The University of Wollongong has announced plans for an $80 million investment in the creation of a Centre of Molecular and Life Sciences.
The centre, which is the university's largest ever self-funded research infrastructure investment, was launched at Parliament House in Canberra by Vice-Chancellor Professor Paul Wellings CBE and distinguished guests before a gathering of Australian political leaders, international dignitaries and prominent members of Australia’s medical and scientific community.
The purpose-built collaborative research centre will be equipped with world-leading technologies, centred around the revolutionary $7m Titan Krios cryo-electron microscope.
The three metre tall, one tonne Titan Krios microscope - one of only a handful in the world and only the second in Australia - is the world’s most powerful and flexible high-resolution electron microscope for biological research.
It will allow researchers to see with unprecedented clarity the inner workings of human cells and enable new health-related breakthroughs.
The university has also acquired a second microscope, the Talos Arctica, which is a smaller version of the same sophisticated imaging technology and complements the flagship Titan Krios with faster sample preparation.
It will be the first of its kind in Australia and be installed in an existing building to begin operating in the coming months and then be relocated into the new centre once built.
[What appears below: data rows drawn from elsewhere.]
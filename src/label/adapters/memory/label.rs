//! In-memory repository for label catalog tests.

use async_trait::async_trait;
use std::collections::HashMap;
use std::sync::{Arc, RwLock};

use crate::label::{
    domain::{Label, LabelId, LabelName},
    ports::{LabelRepository, LabelRepositoryError, LabelRepositoryResult},
};

/// Thread-safe in-memory label repository.
#[derive(Debug, Clone, Default)]
pub struct InMemoryLabelRepository {
    state: Arc<RwLock<InMemoryLabelState>>,
}

#[derive(Debug, Default)]
struct InMemoryLabelState {
    labels: HashMap<LabelId, Label>,
    name_index: HashMap<LabelName, LabelId>,
}

impl InMemoryLabelRepository {
    /// Creates an empty in-memory repository.
    #[must_use]
    pub fn new() -> Self {
        Self::default()
    }
}

/// Sorts labels by creation time for stable listing.
fn sorted_by_creation(state: &InMemoryLabelState) -> Vec<Label> {
    let mut labels: Vec<Label> = state.labels.values().cloned().collect();
    labels.sort_by_key(Label::created_at);
    labels
}

#[async_trait]
impl LabelRepository for InMemoryLabelRepository {
    async fn store(&self, label: &Label) -> LabelRepositoryResult<()> {
        let mut state = self.state.write().map_err(|err| {
            LabelRepositoryError::persistence(std::io::Error::other(err.to_string()))
        })?;

        if state.labels.contains_key(&label.id()) {
            return Err(LabelRepositoryError::DuplicateLabel(label.id()));
        }

        if state.name_index.contains_key(label.name()) {
            return Err(LabelRepositoryError::DuplicateLabelName(
                label.name().clone(),
            ));
        }

        state.name_index.insert(label.name().clone(), label.id());
        state.labels.insert(label.id(), label.clone());
        Ok(())
    }

    async fn update(&self, label: &Label) -> LabelRepositoryResult<()> {
        let mut state = self.state.write().map_err(|err| {
            LabelRepositoryError::persistence(std::io::Error::other(err.to_string()))
        })?;

        let old_name = state
            .labels
            .get(&label.id())
            .ok_or(LabelRepositoryError::NotFound(label.id()))?
            .name()
            .clone();

        if *label.name() != old_name {
            if let Some(&indexed_id) = state.name_index.get(label.name())
                && indexed_id != label.id()
            {
                return Err(LabelRepositoryError::DuplicateLabelName(
                    label.name().clone(),
                ));
            }
            state.name_index.remove(&old_name);
            state.name_index.insert(label.name().clone(), label.id());
        }

        state.labels.insert(label.id(), label.clone());
        Ok(())
    }

    async fn delete(&self, id: LabelId) -> LabelRepositoryResult<()> {
        let mut state = self.state.write().map_err(|err| {
            LabelRepositoryError::persistence(std::io::Error::other(err.to_string()))
        })?;

        let label = state
            .labels
            .remove(&id)
            .ok_or(LabelRepositoryError::NotFound(id))?;
        state.name_index.remove(label.name());
        Ok(())
    }

    async fn find_by_id(&self, id: LabelId) -> LabelRepositoryResult<Option<Label>> {
        let state = self.state.read().map_err(|err| {
            LabelRepositoryError::persistence(std::io::Error::other(err.to_string()))
        })?;
        Ok(state.labels.get(&id).cloned())
    }

    async fn find_by_name(&self, name: &LabelName) -> LabelRepositoryResult<Option<Label>> {
        let state = self.state.read().map_err(|err| {
            LabelRepositoryError::persistence(std::io::Error::other(err.to_string()))
        })?;
        let label = state
            .name_index
            .get(name)
            .and_then(|id| state.labels.get(id))
            .cloned();
        Ok(label)
    }

    async fn list(&self, skip: u32, limit: u32) -> LabelRepositoryResult<Vec<Label>> {
        let state = self.state.read().map_err(|err| {
            LabelRepositoryError::persistence(std::io::Error::other(err.to_string()))
        })?;
        let skip = usize::try_from(skip).unwrap_or(usize::MAX);
        let limit = usize::try_from(limit).unwrap_or(usize::MAX);
        Ok(sorted_by_creation(&state)
            .into_iter()
            .skip(skip)
            .take(limit)
            .collect())
    }

    async fn list_all(&self) -> LabelRepositoryResult<Vec<Label>> {
        let state = self.state.read().map_err(|err| {
            LabelRepositoryError::persistence(std::io::Error::other(err.to_string()))
        })?;
        Ok(sorted_by_creation(&state))
    }
}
Purpose designed to foster interdisciplinary collaboration, Molecular Horizons will be located alongside existing intellectual strongholds in the areas of physical sciences, biology and laser chemistry in the Illawarra Health and Medical Research Institute (IHMRI) and existing teaching and research facilities in the Faculty of Science, Medicine and Health to provide a seamless transition for students from learning to research.
It will house around 150 researchers and be equipped with facilities from single-molecule to molecular and cellular imaging including X-ray crystallography, electron microscopy and flow cytometry as well as single-molecule and high-resolution fluorescence microscopy, structural mass spectrometry and nuclear magnetic resonance spectroscopy.
Approximately $25 million of the total $80 million project cost will be devoted to microscopes and associated lab equipment.